## Description of the task
In the entries below, count the lines that hold the string "must" and state only that count.
--------------------------------
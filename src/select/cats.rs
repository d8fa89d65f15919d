//! Category expression parser.
//!
//! A category expression is a comma-separated list of category ids and
//! inclusive ranges, e.g. `"1,3,5-9"`. Whitespace around elements is
//! ignored.

use crate::model::Category;
use crate::{Error, Result};

/// Parsed set of category ids and ranges.
#[derive(Debug, Clone, Default, PartialEq, Eq)]
pub struct CatRanges {
    ranges: Vec<(i32, i32)>,
}

impl CatRanges {
    /// Parse an expression like `"1,3,5-9"`.
    ///
    /// Fails (recoverably) on empty elements, non-numeric elements, and
    /// ranges whose start exceeds their end.
    pub fn parse(expr: &str) -> Result<Self> {
        let mut ranges = Vec::new();
        for element in expr.split(',') {
            let element = element.trim();
            if element.is_empty() {
                return Err(bad(expr, "empty element"));
            }
            ranges.push(parse_element(expr, element)?);
        }
        Ok(Self { ranges })
    }

    /// Whether the category falls in any parsed id or range.
    pub fn contains(&self, cat: Category) -> bool {
        self.ranges.iter().any(|&(lo, hi)| lo <= cat.0 && cat.0 <= hi)
    }

    pub fn is_empty(&self) -> bool {
        self.ranges.is_empty()
    }

    /// Parsed `(low, high)` ranges in expression order; single ids appear
    /// as degenerate `(id, id)` ranges.
    pub fn ranges(&self) -> &[(i32, i32)] {
        &self.ranges
    }
}

fn parse_element(expr: &str, element: &str) -> Result<(i32, i32)> {
    // A dash past the first character splits a range; a leading dash is a
    // negative single id.
    let dash = element
        .char_indices()
        .skip(1)
        .find(|&(_, c)| c == '-')
        .map(|(idx, _)| idx);
    if let Some(idx) = dash {
        let (lo, hi) = element.split_at(idx);
        let lo = parse_id(expr, lo)?;
        let hi = parse_id(expr, &hi[1..])?;
        if lo > hi {
            return Err(bad(expr, format!("range {lo}-{hi} is reversed")));
        }
        Ok((lo, hi))
    } else {
        let id = parse_id(expr, element)?;
        Ok((id, id))
    }
}

fn parse_id(expr: &str, text: &str) -> Result<i32> {
    text.trim()
        .parse()
        .map_err(|_| bad(expr, format!("'{}' is not a category id", text.trim())))
}

fn bad(expr: &str, message: impl Into<String>) -> Error {
    Error::CategoryExpression { expr: expr.to_string(), message: message.into() }
}

// ============================================================================
// Tests
// ============================================================================
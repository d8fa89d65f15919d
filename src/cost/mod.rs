//! # Node Cost Builder
//!
//! Joins point-feature categories against an attribute column to populate
//! a dense `node id → integer cost` array covering every node in the map.
//!
//! Cost policy, preserved as documented invariants:
//! - Every slot is zeroed before any lookup. A node with no point feature,
//!   a point with no category in the layer, and a category with no
//!   attribute row all resolve to cost 0 — by design, not as errors.
//! - Attribute values are scaled by [`COST_SCALE`](crate::COST_SCALE) and
//!   truncated toward zero, sharing units with the graph builder's edge
//!   costs.
//! - Last write wins if several categorized points share a node.

use tracing::debug;

use crate::attr::{AttributeSource, DriverGuard};
use crate::model::{scale_cost, FeatureId, NodeCosts};
use crate::topology::Topology;
use crate::Result;

/// Populate `costs` with the scaled value of `column` for every node
/// carrying a categorized point feature in `layer`.
///
/// `costs` must be caller-sized to the topology's current node count.
///
/// Failure asymmetry, deliberate: a layer with no linked table or a
/// database that cannot be opened is a fatal configuration fault
/// ([`Error::is_fatal`](crate::Error::is_fatal)); a failed bulk fetch is a
/// recoverable data fault that leaves the array all-zero. The driver
/// handle is closed on every exit path.
pub fn build_node_costs<T, A>(
    topo: &T,
    attrs: &A,
    layer: i32,
    column: &str,
    costs: &mut NodeCosts,
) -> Result<()>
where
    T: Topology,
    A: AttributeSource,
{
    debug_assert_eq!(
        costs.node_count(),
        topo.node_count(),
        "cost array must be sized to the map's node count"
    );

    let field = topo.layer_field(layer)?;
    let driver = DriverGuard::open(attrs, &field)?;

    costs.reset();

    // One bulk fetch for the whole column; a failure here is
    // whole-operation, leaving the zeroed array untouched.
    let values = attrs.select_values(
        driver.handle(),
        &field.table,
        &field.key_column,
        column,
        None,
    )?;
    debug!(layer, column, rows = values.len(), "fetched cost column");

    for id in 1..=topo.feature_count() {
        let id = FeatureId(id);
        let info = topo.feature(id)?;
        if !info.kind.is_point() {
            continue;
        }
        // A point without a category in the layer is legal; skip.
        let Some(cat) = info.categories.get(layer) else {
            continue;
        };
        let (node, _) = topo.incident_nodes(id)?;
        // A category without an attribute row is legal too; the node
        // keeps its zero.
        if let Some(value) = values.lookup(cat) {
            costs.set(node, scale_cost(value));
        }
    }
    Ok(())
}

// ============================================================================
// Tests
// ============================================================================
--------------------------------
## Solution to the exercise
2